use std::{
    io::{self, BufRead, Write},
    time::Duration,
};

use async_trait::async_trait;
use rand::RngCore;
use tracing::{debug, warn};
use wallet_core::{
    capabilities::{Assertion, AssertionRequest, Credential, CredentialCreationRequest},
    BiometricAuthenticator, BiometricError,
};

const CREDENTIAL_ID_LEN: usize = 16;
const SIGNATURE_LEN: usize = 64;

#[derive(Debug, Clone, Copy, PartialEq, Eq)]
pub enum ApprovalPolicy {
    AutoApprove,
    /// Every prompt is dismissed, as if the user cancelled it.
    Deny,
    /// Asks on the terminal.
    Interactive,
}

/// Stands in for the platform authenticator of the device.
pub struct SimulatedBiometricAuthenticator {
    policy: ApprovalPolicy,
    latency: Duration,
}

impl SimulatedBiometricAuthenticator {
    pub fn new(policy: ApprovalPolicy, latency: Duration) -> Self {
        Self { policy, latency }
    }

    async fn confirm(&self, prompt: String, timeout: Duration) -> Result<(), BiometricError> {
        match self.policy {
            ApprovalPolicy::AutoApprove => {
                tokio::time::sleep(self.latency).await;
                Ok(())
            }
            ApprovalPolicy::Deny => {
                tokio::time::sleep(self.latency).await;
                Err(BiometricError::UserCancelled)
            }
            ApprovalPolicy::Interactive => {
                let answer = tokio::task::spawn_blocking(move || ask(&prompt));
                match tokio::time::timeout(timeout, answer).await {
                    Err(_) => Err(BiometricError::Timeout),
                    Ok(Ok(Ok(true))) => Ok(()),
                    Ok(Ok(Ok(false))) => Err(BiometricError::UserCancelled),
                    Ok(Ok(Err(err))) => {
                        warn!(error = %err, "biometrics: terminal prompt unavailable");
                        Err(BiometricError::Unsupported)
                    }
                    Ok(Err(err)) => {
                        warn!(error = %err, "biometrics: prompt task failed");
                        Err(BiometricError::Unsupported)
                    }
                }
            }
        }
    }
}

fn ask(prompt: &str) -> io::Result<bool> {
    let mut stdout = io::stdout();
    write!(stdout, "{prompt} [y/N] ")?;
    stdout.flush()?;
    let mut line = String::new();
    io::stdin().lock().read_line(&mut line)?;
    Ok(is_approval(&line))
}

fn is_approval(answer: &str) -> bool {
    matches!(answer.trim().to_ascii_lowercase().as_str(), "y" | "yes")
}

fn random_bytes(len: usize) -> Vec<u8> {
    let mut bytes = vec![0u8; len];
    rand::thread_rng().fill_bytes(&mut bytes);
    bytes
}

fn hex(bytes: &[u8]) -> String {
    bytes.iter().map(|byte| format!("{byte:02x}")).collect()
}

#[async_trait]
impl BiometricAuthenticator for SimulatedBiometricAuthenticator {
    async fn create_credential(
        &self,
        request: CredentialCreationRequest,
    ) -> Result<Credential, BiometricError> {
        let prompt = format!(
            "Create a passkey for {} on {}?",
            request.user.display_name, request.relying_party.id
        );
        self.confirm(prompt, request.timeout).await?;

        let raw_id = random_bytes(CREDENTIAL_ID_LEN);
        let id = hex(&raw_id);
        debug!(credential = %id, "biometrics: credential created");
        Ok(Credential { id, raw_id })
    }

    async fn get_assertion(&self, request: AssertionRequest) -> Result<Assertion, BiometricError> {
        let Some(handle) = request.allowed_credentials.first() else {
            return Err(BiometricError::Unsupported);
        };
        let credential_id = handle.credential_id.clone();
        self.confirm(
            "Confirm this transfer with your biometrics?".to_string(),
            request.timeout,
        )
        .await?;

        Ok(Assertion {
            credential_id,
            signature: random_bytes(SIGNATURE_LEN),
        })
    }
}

■ ■ ■ ■ ■ ■ ■

WHAT IS NEEDED.
From the data above, output only the lines between the line containing "#[derive(Debug, Clone, Copy, PartialEq, Eq)]" and the line containing "let answer = tokio::task::spawn_blocking(move", inclusive, exactly as written.

WRITTEN SOLUTION.
#[derive(Debug, Clone, Copy, PartialEq, Eq)]
pub enum ApprovalPolicy {
    AutoApprove,
    /// Every prompt is dismissed, as if the user cancelled it.
    Deny,
    /// Asks on the terminal.
    Interactive,
}

/// Stands in for the platform authenticator of the device.
pub struct SimulatedBiometricAuthenticator {
    policy: ApprovalPolicy,
    latency: Duration,
}

impl SimulatedBiometricAuthenticator {
    pub fn new(policy: ApprovalPolicy, latency: Duration) -> Self {
        Self { policy, latency }
    }

    async fn confirm(&self, prompt: String, timeout: Duration) -> Result<(), BiometricError> {
        match self.policy {
            ApprovalPolicy::AutoApprove => {
                tokio::time::sleep(self.latency).await;
                Ok(())
            }
            ApprovalPolicy::Deny => {
                tokio::time::sleep(self.latency).await;
                Err(BiometricError::UserCancelled)
            }
            ApprovalPolicy::Interactive => {
                let answer = tokio::task::spawn_blocking(move || ask(&prompt));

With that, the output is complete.